The PACT Act (Preventing Animal Cruelty and Torture Act) was signed into federal law yesterday! This is a great law that builds on 2010’s Animal Crush Prohibition Act by making any activity defined as “animal crushing” potentially a federal crime, whether or not the act is committed as part of a crush video.

Unfortunately, there are lots of misleading and confusing headlines on this law, including that the PACT Act:
“makes animal cruelty a federal felony”
“Mak[es] Cruelty To Animals A Federal Crime”
“Bans Cruelty”
“Make[s] Animal Abuse a Federal Offense”
is a “Sweeping Federal Ban on Animal Cruelty”
covers “Most animal cruelty”

The PACT Act does make some animal cruelty a federal offense, but it isn’t that simple! Here are the basics:

✏️ What is “Animal Crushing”?
➡️ Animal crushing commonly refers to extreme fetish videos depicting animal abuse—where small animals are crushed, ripped apart, burned, or otherwise tortured to death. Usually, this is designed for the sexual gratification of the viewer. In 2010, a federal law was passed that banned the creation or depiction of such videos/acts, but NOT the actual underlying act of animal cruelty.

✏️ What does the PACT Act cover?
➡️  It outlaws purposeful crushing, burning, drowning, suffocation, impalement and other purposeful acts that cause “serious bodily injury” to animals other than fish. It also prohibits some acts of sexual abuse against animals other than fish, but this particular provision seems to have a qualifier that such acts are only prohibited if committed in the “special maritime and territorial jurisdiction of the United States” (federal property). The rest of the PACT Act applies to acts “in or affecting interstate or foreign commerce,” in addition to federal property.
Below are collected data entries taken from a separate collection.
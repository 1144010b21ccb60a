//! Ignore rules applied to change notifications.
//!
//! Patterns come from the project's `.gitignore` (when present) plus the
//! always-ignored version-control directory. The set is built once at startup
//! and never reloaded.

use std::path::{Path, PathBuf};

use ignore::gitignore::{Gitignore, GitignoreBuilder};

use crate::error::CoreError;

/// Project ignore file read at startup.
pub const IGNORE_FILE: &str = ".gitignore";

/// Pattern appended to every set regardless of the ignore file.
pub const VCS_DIR_PATTERN: &str = ".git";

/// Immutable gitignore matcher rooted at the watched directory.
#[derive(Debug, Clone)]
pub struct IgnoreSet {
    root: PathBuf,
    matcher: Gitignore,
}

impl IgnoreSet {
    /// Load `<root>/.gitignore` (if any) and append the `.git` rule.
    ///
    /// Lines of the ignore file that fail to parse are logged and skipped.
    pub fn load(root: &Path) -> Result<Self, CoreError> {
        let mut builder = GitignoreBuilder::new(root);
        let ignore_file = root.join(IGNORE_FILE);
        if ignore_file.is_file() {
            if let Some(err) = builder.add(&ignore_file) {
                tracing::warn!(
                    path = %ignore_file.display(),
                    error = %err,
                    "skipping unparseable ignore patterns",
                );
            }
        }
        Self::finish(root, builder)
    }

    /// Build a set from in-memory patterns; the `.git` rule is still appended.
    pub fn from_patterns<I, P>(root: &Path, patterns: I) -> Result<Self, CoreError>
    where
        I: IntoIterator<Item = P>,
        P: AsRef<str>,
    {
        let mut builder = GitignoreBuilder::new(root);
        for pattern in patterns {
            builder
                .add_line(None, pattern.as_ref())
                .map_err(|source| build_err(root, source))?;
        }
        Self::finish(root, builder)
    }

    fn finish(root: &Path, mut builder: GitignoreBuilder) -> Result<Self, CoreError> {
        builder
            .add_line(None, VCS_DIR_PATTERN)
            .map_err(|source| build_err(root, source))?;
        let matcher = builder.build().map_err(|source| build_err(root, source))?;
        Ok(Self {
            root: root.to_path_buf(),
            matcher,
        })
    }

    /// Whether `path` (relative to the root, as reported by the watch
    /// service) or any of its parent directories is ignored.
    pub fn ignores(&self, path: impl AsRef<Path>) -> bool {
        let path = path.as_ref();
        // The matcher asserts on rooted paths it cannot strip.
        if path.has_root() && !path.starts_with(&self.root) {
            return false;
        }
        self.matcher
            .matched_path_or_any_parents(path, false)
            .is_ignore()
    }

    /// Number of patterns in the set, including the `.git` rule.
    pub fn len(&self) -> usize {
        self.matcher.num_ignores() as usize
    }

    pub fn is_empty(&self) -> bool {
        self.len() == 0
    }

    pub fn root(&self) -> &Path {
        &self.root
    }
}

fn build_err(root: &Path, source: ignore::Error) -> CoreError {
    CoreError::IgnoreBuild {
        root: root.to_path_buf(),
        source,
    }
}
This limitation on the jurisdiction of animal sexual abuse crimes seems to negatively affect the federal prosecution of, for example, bestiality videos that are distributed online.
➡️ It outlines exemptions for humane euthanasia; slaughter for food; recreational activities such as hunting, trapping, and fishing; medical and scientific research; normal veterinary, agricultural husbandry, or other animal management practice; unintentional acts; and acts that are necessary to protect the life or property of a person.
➡️ It does not apply to anything other than the specific acts of cruelty listed above.
➡️ It does not cover all acts of animal cruelty.
➡️ It does not cover acts of neglect, abandonment, extreme weather, filthy conditions, or tethering issues.
➡️ It does not cover “puppy mill” issues.
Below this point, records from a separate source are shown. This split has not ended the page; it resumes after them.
//! Directory mirroring through an external program.
//!
//! The default invocation is `rsync -r <source>/ <destination>`; the trailing
//! slash makes rsync copy the *contents* of the source into the destination
//! rather than nesting the source directory inside it.

use std::ffi::OsString;
use std::path::{Path, PathBuf};
use std::process::{Command, Stdio};
use std::time::{Duration, Instant};

use crate::error::SyncError;

// ---------------------------------------------------------------------------
// Report
// ---------------------------------------------------------------------------

/// Outcome of a successful mirror run.
#[derive(Debug, Clone, PartialEq, Eq)]
pub struct MirrorReport {
    pub source: PathBuf,
    pub destination: PathBuf,
    pub duration: Duration,
}

// ---------------------------------------------------------------------------
// Mirror
// ---------------------------------------------------------------------------

/// A configured mirror program. Cheap to clone; holds no process state.
#[derive(Debug, Clone)]
pub struct Mirror {
    program: OsString,
    flags: Vec<OsString>,
}

impl Mirror {
    pub fn new<P, I, F>(program: P, flags: I) -> Self
    where
        P: Into<OsString>,
        I: IntoIterator<Item = F>,
        F: Into<OsString>,
    {
        Self {
            program: program.into(),
            flags: flags.into_iter().map(Into::into).collect(),
        }
    }

    /// `rsync -r`, recursive copy without deletion.
    pub fn rsync() -> Self {
        Self::new("rsync", ["-r"])
    }

    pub fn program(&self) -> String {
        self.program.to_string_lossy().into_owned()
    }

    /// Build the command without running it.
    pub fn command(&self, source: &Path, destination: &Path) -> Command {
        let mut cmd = Command::new(&self.program);
        cmd.args(&self.flags)
            .arg(contents_of(source))
            .arg(destination)
            .stdin(Stdio::null())
            .stdout(Stdio::null())
            .stderr(Stdio::piped());
        cmd
    }

    /// Mirror `source` into `destination`, blocking until the program exits.
    pub fn mirror(&self, source: &Path, destination: &Path) -> Result<MirrorReport, SyncError> {
        let started = Instant::now();
        tracing::debug!(
            program = %self.program(),
            source = %source.display(),
            destination = %destination.display(),
            "starting mirror",
        );

        let output = self
            .command(source, destination)
            .output()
            .map_err(|source| SyncError::Spawn {
                program: self.program(),
                source,
            })?;

        if !output.status.success() {
            return Err(SyncError::MirrorFailed {
                program: self.program(),
                code: output.status.code(),
                stderr: String::from_utf8_lossy(&output.stderr).trim().to_string(),
            });
        }

        Ok(MirrorReport {
            source: source.to_path_buf(),
            destination: destination.to_path_buf(),
            duration: started.elapsed(),
        })
    }
}

impl Default for Mirror {
    fn default() -> Self {
        Self::rsync()
    }
}

/// `source` with exactly one trailing separator.
fn contents_of(source: &Path) -> OsString {
    let mut arg = source.as_os_str().to_os_string();
    if !arg.to_string_lossy().ends_with('/') {
        arg.push("/");
    }
    arg
}

// ---------------------------------------------------------------------------
// Tests
// ---------------------------------------------------------------------------

#[cfg(test)]
mod tests {
    use super::*;

    #[test]
    fn source_gets_single_trailing_slash() {
        assert_eq!(contents_of(Path::new("/work/script")), OsString::from("/work/script/"));
        assert_eq!(contents_of(Path::new("/work/script/")), OsString::from("/work/script/"));
    }

    #[test]
    fn rsync_command_is_recursive_contents_copy() {
        let cmd = Mirror::rsync().command(Path::new("/work/script"), Path::new("/dest/Script"));
        assert_eq!(cmd.get_program(), "rsync");
        let args: Vec<_> = cmd.get_args().map(|a| a.to_string_lossy().into_owned()).collect();
        assert_eq!(args, vec!["-r", "/work/script/", "/dest/Script"]);
    }
}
✏️ Does the PACT Act change state and local law?
➡️ No. An offender can only be prosecuted pursuant to the PACT Act if the criminal act occurs on federal property (ex: national parks, military bases) or “in or affecting interstate or foreign commerce.” Federal property (“special maritime and territorial jurisdiction of the United States”) is defined in 8 subsections of 18 U.S.C. § 7: maritime jurisdiction, 18 U.S.C. §§ 7(1), 7(2); lands and buildings, 18 U.S.C. § 7(3); Guano Islands, 18 U.S.C. §7(4); aircraft, 18 U.S.C. § 7(5); spacecraft, 18 U.S.C. § 7(6); places outside the jurisdiction of any nation, 18 U.S.C. § 7(7); and foreign vessels en route to and from the United States, 18 U.S.C. § 7(8)).
➡️ The PACT Act was designed not to preempt or interfere with local/state animal cruelty laws or enforcement. The PACT Act is merely a federal overlay, exactly like the federal animal fighting law(s).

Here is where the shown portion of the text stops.